In August the phone rang. It was the mother of one of my former students. Two years earlier I had encouraged Angela Davila to have her daughter Amber apply to Prep for Prep, a New York nonprofit founded in 1978 that seeks out the highest-achieving kids in schools like mine, gives them 14 months of "academic boot camp," then helps place them in the some of the country's best private schools. Amber had made it into Prep, and now Angela was calling with the news that she had won a full scholarship to Manhattan's Trevor Day School. As if she could read my mind, she was telling me to not give up, to remember that I could make a difference. I realized I had dramatically changed the life of at least one terrific kid. It was the single greatest moment in my professional life.

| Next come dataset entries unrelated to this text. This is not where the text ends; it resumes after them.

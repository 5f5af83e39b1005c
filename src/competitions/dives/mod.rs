use std::collections::HashMap;

use axum::{Json, extract::Path};
use chrono::{NaiveDateTime, Utc};
use diesel::{
    connection::LoadConnection, dsl::max, prelude::*, sqlite::Sqlite,
};
use serde::{Deserialize, Serialize};
use tracing::info;
use uuid::Uuid;

use crate::{
    auth::User,
    competitions::{
        competitors::Competitor,
        dives::sheet::check_sheet_is_draft,
        events::Event,
    },
    permission::{Permission, require},
    schema::{competitors, dive_entries},
    state::Conn,
    util_resp::{
        FailureResponse, StandardResponse, bad_request_json, json_created,
        json_ok,
    },
    validation::{
        is_valid_board_height, is_valid_difficulty, normalize_fina_code,
    },
};

pub mod fina;
pub mod sheet;

#[derive(Serialize, Deserialize, Queryable, Clone, Debug, PartialEq)]
pub struct DiveEntry {
    pub id: String,
    pub competitor_id: String,
    pub dive_number: i64,
    pub fina_code: String,
    pub board_height: String,
    pub difficulty: f64,
    pub description: Option<String>,
    pub created_at: NaiveDateTime,
}

/// A dive entry together with the competitor performing it.
#[derive(Serialize, Clone, Debug)]
pub struct EventEntry {
    pub entry: DiveEntry,
    pub competitor: Competitor,
}

impl DiveEntry {
    #[tracing::instrument(skip(conn))]
    pub fn fetch(
        entry_id: &str,
        conn: &mut impl LoadConnection<Backend = Sqlite>,
    ) -> Result<Self, FailureResponse> {
        dive_entries::table
            .filter(dive_entries::id.eq(entry_id))
            .first::<DiveEntry>(conn)
            .optional()?
            .ok_or(FailureResponse::NotFound(()))
    }

    pub fn of_competitor(
        competitor_id: &str,
        conn: &mut impl LoadConnection<Backend = Sqlite>,
    ) -> Result<Vec<Self>, FailureResponse> {
        Ok(dive_entries::table
            .filter(dive_entries::competitor_id.eq(competitor_id))
            .order_by(dive_entries::dive_number.asc())
            .load::<DiveEntry>(conn)?)
    }

    /// Every entry of an event in live order: competitor last name, first
    /// name (then id, to separate namesakes), then dive number.
    pub fn entries_for_event(
        event_id: &str,
        conn: &mut impl LoadConnection<Backend = Sqlite>,
    ) -> Result<Vec<EventEntry>, FailureResponse> {
        let rows = dive_entries::table
            .inner_join(competitors::table)
            .filter(competitors::event_id.eq(event_id))
            .order_by((
                competitors::last_name.asc(),
                competitors::first_name.asc(),
                competitors::id.asc(),
                dive_entries::dive_number.asc(),
            ))
            .select((dive_entries::all_columns, competitors::all_columns))
            .load::<(DiveEntry, Competitor)>(conn)?;

        Ok(rows
            .into_iter()
            .map(|(entry, competitor)| EventEntry { entry, competitor })
            .collect())
    }

    /// Entries of an event keyed by competitor id, each list sorted by dive
    /// number. Competitors without any entries are absent.
    pub fn by_competitor_for_event(
        event_id: &str,
        conn: &mut impl LoadConnection<Backend = Sqlite>,
    ) -> Result<HashMap<String, Vec<DiveEntry>>, FailureResponse> {
        let mut map: HashMap<String, Vec<DiveEntry>> = HashMap::new();
        for EventEntry { entry, .. } in Self::entries_for_event(event_id, conn)? {
            map.entry(entry.competitor_id.clone()).or_default().push(entry);
        }
        Ok(map)
    }

    pub fn highest_dive_number_in_event(
        event_id: &str,
        conn: &mut impl LoadConnection<Backend = Sqlite>,
    ) -> Result<Option<i64>, FailureResponse> {
        Ok(dive_entries::table
            .inner_join(competitors::table)
            .filter(competitors::event_id.eq(event_id))
            .select(max(dive_entries::dive_number))
            .first::<Option<i64>>(conn)?)
    }
}

#[derive(Deserialize, Debug)]
pub struct EntryInput {
    pub dive_number: i64,
    pub fina_code: String,
    pub board_height: String,
    pub difficulty: Option<f64>,
    pub description: Option<String>,
}

/// An [`EntryInput`] which has passed validation, with the gaps filled in
/// from the FINA table.
#[derive(Debug, PartialEq)]
pub struct ResolvedEntry {
    pub dive_number: i64,
    pub fina_code: String,
    pub board_height: String,
    pub difficulty: f64,
    pub description: Option<String>,
}

impl EntryInput {
    pub fn resolve(&self, num_dives: i64) -> Result<ResolvedEntry, String> {
        if !(1..=num_dives).contains(&self.dive_number) {
            return Err(format!(
                "dive number must be between 1 and {num_dives}"
            ));
        }

        let fina_code = normalize_fina_code(&self.fina_code)?;
        is_valid_board_height(&self.board_height)?;

        let looked_up = fina::lookup(&fina_code, &self.board_height);

        let difficulty = match (self.difficulty, &looked_up) {
            (Some(difficulty), _) => difficulty,
            (None, Some(info)) => info.difficulty,
            (None, None) => {
                return Err(format!(
                    "no difficulty is on record for {fina_code} from {}; \
                     please enter one manually",
                    self.board_height
                ));
            }
        };
        is_valid_difficulty(difficulty)?;

        let description = self
            .description
            .clone()
            .filter(|d| !d.trim().is_empty())
            .or_else(|| looked_up.map(|info| info.description.to_string()));

        Ok(ResolvedEntry {
            dive_number: self.dive_number,
            fina_code,
            board_height: self.board_height.clone(),
            difficulty,
            description,
        })
    }
}

fn dive_number_taken(
    competitor_id: &str,
    dive_number: i64,
    except_entry: Option<&str>,
    conn: &mut impl LoadConnection<Backend = Sqlite>,
) -> Result<bool, FailureResponse> {
    let holders = dive_entries::table
        .filter(dive_entries::competitor_id.eq(competitor_id))
        .filter(dive_entries::dive_number.eq(dive_number))
        .select(dive_entries::id)
        .load::<String>(conn)?;

    Ok(holders.iter().any(|id| Some(id.as_str()) != except_entry))
}

pub async fn list_entries(
    Path(competitor_id): Path<String>,
    mut conn: Conn<false>,
) -> StandardResponse {
    let competitor = Competitor::fetch(&competitor_id, &mut *conn)?;
    json_ok(DiveEntry::of_competitor(&competitor.id, &mut *conn)?)
}

pub async fn get_entry(
    Path(entry_id): Path<String>,
    mut conn: Conn<false>,
) -> StandardResponse {
    json_ok(DiveEntry::fetch(&entry_id, &mut *conn)?)
}

pub async fn create_entry(
    Path(competitor_id): Path<String>,
    user: User,
    mut conn: Conn<true>,
    Json(input): Json<EntryInput>,
) -> StandardResponse {
    require(&user, Permission::ManageCompetitions)?;

    let competitor = Competitor::fetch(&competitor_id, &mut *conn)?;
    let event = Event::fetch(&competitor.event_id, &mut *conn)?;
    check_sheet_is_draft(&competitor.id, &mut *conn)?;

    let resolved = match input.resolve(event.num_dives) {
        Ok(resolved) => resolved,
        Err(e) => return bad_request_json(e),
    };

    let existing = DiveEntry::of_competitor(&competitor.id, &mut *conn)?;
    if existing.len() as i64 >= event.num_dives {
        return bad_request_json(format!(
            "this dive sheet already has all {} dives",
            event.num_dives
        ));
    }
    if dive_number_taken(&competitor.id, resolved.dive_number, None, &mut *conn)? {
        return bad_request_json(format!(
            "dive {} has already been entered",
            resolved.dive_number
        ));
    }

    let id = Uuid::now_v7().to_string();
    diesel::insert_into(dive_entries::table)
        .values((
            dive_entries::id.eq(&id),
            dive_entries::competitor_id.eq(&competitor.id),
            dive_entries::dive_number.eq(resolved.dive_number),
            dive_entries::fina_code.eq(&resolved.fina_code),
            dive_entries::board_height.eq(&resolved.board_height),
            dive_entries::difficulty.eq(resolved.difficulty),
            dive_entries::description.eq(&resolved.description),
            dive_entries::created_at.eq(Utc::now().naive_utc()),
        ))
        .execute(&mut *conn)?;

    sheet::mark_updated(&competitor.id, &mut *conn)?;

    info!(
        entry = %id,
        competitor = %competitor.id,
        dive_number = resolved.dive_number,
        code = %resolved.fina_code,
        "added dive entry"
    );

    json_created(DiveEntry::fetch(&id, &mut *conn)?)
}

pub async fn update_entry(
    Path(entry_id): Path<String>,
    user: User,
    mut conn: Conn<true>,
    Json(input): Json<EntryInput>,
) -> StandardResponse {
    require(&user, Permission::ManageCompetitions)?;

    let entry = DiveEntry::fetch(&entry_id, &mut *conn)?;
    let competitor = Competitor::fetch(&entry.competitor_id, &mut *conn)?;
    let event = Event::fetch(&competitor.event_id, &mut *conn)?;
    check_sheet_is_draft(&competitor.id, &mut *conn)?;

    let resolved = match input.resolve(event.num_dives) {
        Ok(resolved) => resolved,
        Err(e) => return bad_request_json(e),
    };

    if dive_number_taken(
        &competitor.id,
        resolved.dive_number,
        Some(&entry.id),
        &mut *conn,
    )? {
        return bad_request_json(format!(
            "dive {} has already been entered",
            resolved.dive_number
        ));
    }

    diesel::update(dive_entries::table.filter(dive_entries::id.eq(&entry.id)))
        .set((
            dive_entries::dive_number.eq(resolved.dive_number),
            dive_entries::fina_code.eq(&resolved.fina_code),
            dive_entries::board_height.eq(&resolved.board_height),
            dive_entries::difficulty.eq(resolved.difficulty),
            dive_entries::description.eq(&resolved.description),
        ))
        .execute(&mut *conn)?;

    sheet::mark_updated(&competitor.id, &mut *conn)?;

    json_ok(DiveEntry::fetch(&entry.id, &mut *conn)?)
}

pub async fn delete_entry(
    Path(entry_id): Path<String>,
    user: User,
    mut conn: Conn<true>,
) -> StandardResponse {
    require(&user, Permission::ManageCompetitions)?;

    let entry = DiveEntry::fetch(&entry_id, &mut *conn)?;
    check_sheet_is_draft(&entry.competitor_id, &mut *conn)?;

    diesel::delete(dive_entries::table.filter(dive_entries::id.eq(&entry.id)))
        .execute(&mut *conn)?;

    info!(entry = %entry.id, "removed dive entry");

    json_ok(serde_json::json!({ "deleted": entry.id }))
}

#[cfg(test)]
mod tests {
    use super::*;

    fn input(code: &str, height: &str, difficulty: Option<f64>) -> EntryInput {
        EntryInput {
            dive_number: 1,
            fina_code: code.to_string(),
            board_height: height.to_string(),
            difficulty,
            description: None,
        }
    }

    #[test]
    fn missing_difficulty_comes_from_the_table() {
        let resolved = input("105b", "3m", None).resolve(6).unwrap();
        assert_eq!(resolved.fina_code, "105B");
        assert_eq!(resolved.difficulty, 2.4);
        assert_eq!(
            resolved.description.as_deref(),
            Some("Forward 2½ Somersaults Pike")
        );
    }

    #[test]
    fn given_difficulty_wins_over_the_table() {
        let resolved = input("105B", "3m", Some(2.0)).resolve(6).unwrap();
        assert_eq!(resolved.difficulty, 2.0);
    }

    #[test]
    fn unknown_pairs_need_a_manual_difficulty() {
        let err = input("107B", "1m", None).resolve(6).unwrap_err();
        assert!(err.contains("manually"));
        assert_eq!(
            input("107B", "1m", Some(2.9)).resolve(6).unwrap().difficulty,
            2.9
        );
    }

    #[test]
    fn bad_fields_are_rejected() {
        assert!(input("105B", "3m", Some(5.0)).resolve(6).is_err());
        assert!(input("105B", "2m", Some(2.0)).resolve(6).is_err());
        assert!(input("XYZ", "3m", Some(2.0)).resolve(6).is_err());

        let mut late = input("105B", "3m", None);
        late.dive_number = 7;
        assert!(late.resolve(6).is_err());
    }
}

The call hit me like a hammer: I needed to go into the business of creating more Ambers. The second act of my second career began to emerge almost unbidden. I stopped looking for a job and started focusing on the high-achieving, low-income children I felt I had failed as a teacher.
An idea I had put away to launch an after-school program for bright, inner-city kids someday suddenly moved to the front burner. If the job I wanted didn't exist, I would create it. Another sign from the gods: The Jack Kent Cooke Foundation issued a report called Achievement Trap affirming that as a nation we are doing a poor job with our most promising low-income kids. A book proposal and op-eds about the issue began to emerge on my laptop as if by their own volition. I was on fire. Who needed a job? I had a mission.
A few weeks later, an automated alert I had set up months earlier on idealist.org, a Web site for job-seekers in the nonprofit world, sent a job notice to my inbox. Prep for Prep, the organization that had accepted Amber—the very organization on which I had started to model my nascent after-school program—was looking to hire its first communications director. I've never sold myself harder in my life.
Prep offered me the job and is letting me be both an employee and a client, tapping into its Smart Connections consulting arm to try to get my after-school program off the ground. The book project bubbles along as well. My feelings of frustration have been replaced by a sense that if teaching was a false start, education was not. I have found a niche and a need.